● **Task to complete**: In full and without deviation, reproduce the records that follow.

● **Listed entries**:
// SPDX-License-Identifier: Apache-2.0
// Copyright (c) 2025 Polyframe Inc.

//! Bounding box utilities

use nalgebra::{Point3, Vector3};
use serde::{Deserialize, Serialize};

/// Axis-aligned bounding box
#[derive(Debug, Clone, Copy, PartialEq, Serialize, Deserialize)]
pub struct BoundingBox {
    pub min: Point3<f64>,
    pub max: Point3<f64>,
}

impl BoundingBox {
    pub fn new(min: Point3<f64>, max: Point3<f64>) -> Self {
        Self { min, max }
    }

    pub fn empty() -> Self {
        Self {
            min: Point3::new(f64::INFINITY, f64::INFINITY, f64::INFINITY),
            max: Point3::new(f64::NEG_INFINITY, f64::NEG_INFINITY, f64::NEG_INFINITY),
        }
    }

    pub fn from_points<'a>(points: impl IntoIterator<Item = &'a Point3<f64>>) -> Self {
        let mut bbox = Self::empty();
        for point in points {
            bbox.expand_to_include(point);
        }
        bbox
    }

    pub fn is_empty(&self) -> bool {
        self.min.x > self.max.x || self.min.y > self.max.y || self.min.z > self.max.z
    }

    pub fn expand_to_include(&mut self, point: &Point3<f64>) {
        self.min.x = self.min.x.min(point.x);
        self.min.y = self.min.y.min(point.y);
        self.min.z = self.min.z.min(point.z);

        self.max.x = self.max.x.max(point.x);
        self.max.y = self.max.y.max(point.y);
        self.max.z = self.max.z.max(point.z);
    }

    /// Union of two boxes
    pub fn union(&self, other: &BoundingBox) -> BoundingBox {
        let mut bbox = *self;
        bbox.expand_to_include(&other.min);
        bbox.expand_to_include(&other.max);
        bbox
    }

    pub fn center(&self) -> Point3<f64> {
        if self.is_empty() {
            return Point3::origin();
        }
        nalgebra::center(&self.min, &self.max)
    }

    pub fn size(&self) -> Vector3<f64> {
        if self.is_empty() {
            return Vector3::zeros();
        }
        self.max - self.min
    }

    /// Length of the box diagonal
    pub fn diagonal(&self) -> f64 {
        self.size().norm()
    }

    pub fn volume(&self) -> f64 {
        let size = self.size();
        size.x * size.y * size.z
    }

    /// Check if two bounding boxes are approximately equal within tolerance
    pub fn approx_eq(&self, other: &BoundingBox, tolerance: f64) -> bool {
        (self.min - other.min).abs().max() < tolerance
            && (self.max - other.max).abs().max() < tolerance
    }
}

impl Default for BoundingBox {
    fn default() -> Self {
        Self::empty()
    }
}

● **Output of the task**:
// SPDX-License-Identifier: Apache-2.0
// Copyright (c) 2025 Polyframe Inc.

//! Bounding box utilities

use nalgebra::{Point3, Vector3};
use serde::{Deserialize, Serialize};

/// Axis-aligned bounding box
#[derive(Debug, Clone, Copy, PartialEq, Serialize, Deserialize)]
pub struct BoundingBox {
    pub min: Point3<f64>,
    pub max: Point3<f64>,
}

impl BoundingBox {
    pub fn new(min: Point3<f64>, max: Point3<f64>) -> Self {
        Self { min, max }
    }

    pub fn empty() -> Self {
        Self {
            min: Point3::new(f64::INFINITY, f64::INFINITY, f64::INFINITY),
            max: Point3::new(f64::NEG_INFINITY, f64::NEG_INFINITY, f64::NEG_INFINITY),
        }
    }

    pub fn from_points<'a>(points: impl IntoIterator<Item = &'a Point3<f64>>) -> Self {
        let mut bbox = Self::empty();
        for point in points {
            bbox.expand_to_include(point);
        }
        bbox
    }

    pub fn is_empty(&self) -> bool {
        self.min.x > self.max.x || self.min.y > self.max.y || self.min.z > self.max.z
    }

    pub fn expand_to_include(&mut self, point: &Point3<f64>) {
        self.min.x = self.min.x.min(point.x);
        self.min.y = self.min.y.min(point.y);
        self.min.z = self.min.z.min(point.z);

        self.max.x = self.max.x.max(point.x);
        self.max.y = self.max.y.max(point.y);
        self.max.z = self.max.z.max(point.z);
    }

    /// Union of two boxes
    pub fn union(&self, other: &BoundingBox) -> BoundingBox {
        let mut bbox = *self;
        bbox.expand_to_include(&other.min);
        bbox.expand_to_include(&other.max);
        bbox
    }

    pub fn center(&self) -> Point3<f64> {
        if self.is_empty() {
            return Point3::origin();
        }
        nalgebra::center(&self.min, &self.max)
    }

    pub fn size(&self) -> Vector3<f64> {
        if self.is_empty() {
            return Vector3::zeros();
        }
        self.max - self.min
    }

    /// Length of the box diagonal
    pub fn diagonal(&self) -> f64 {
        self.size().norm()
    }

    pub fn volume(&self) -> f64 {
        let size = self.size();
        size.x * size.y * size.z
    }

    /// Check if two bounding boxes are approximately equal within tolerance
    pub fn approx_eq(&self, other: &BoundingBox, tolerance: f64) -> bool {
        (self.min - other.min).abs().max() < tolerance
            && (self.max - other.max).abs().max() < tolerance
    }
}

impl Default for BoundingBox {
    fn default() -> Self {
        Self::empty()
    }
}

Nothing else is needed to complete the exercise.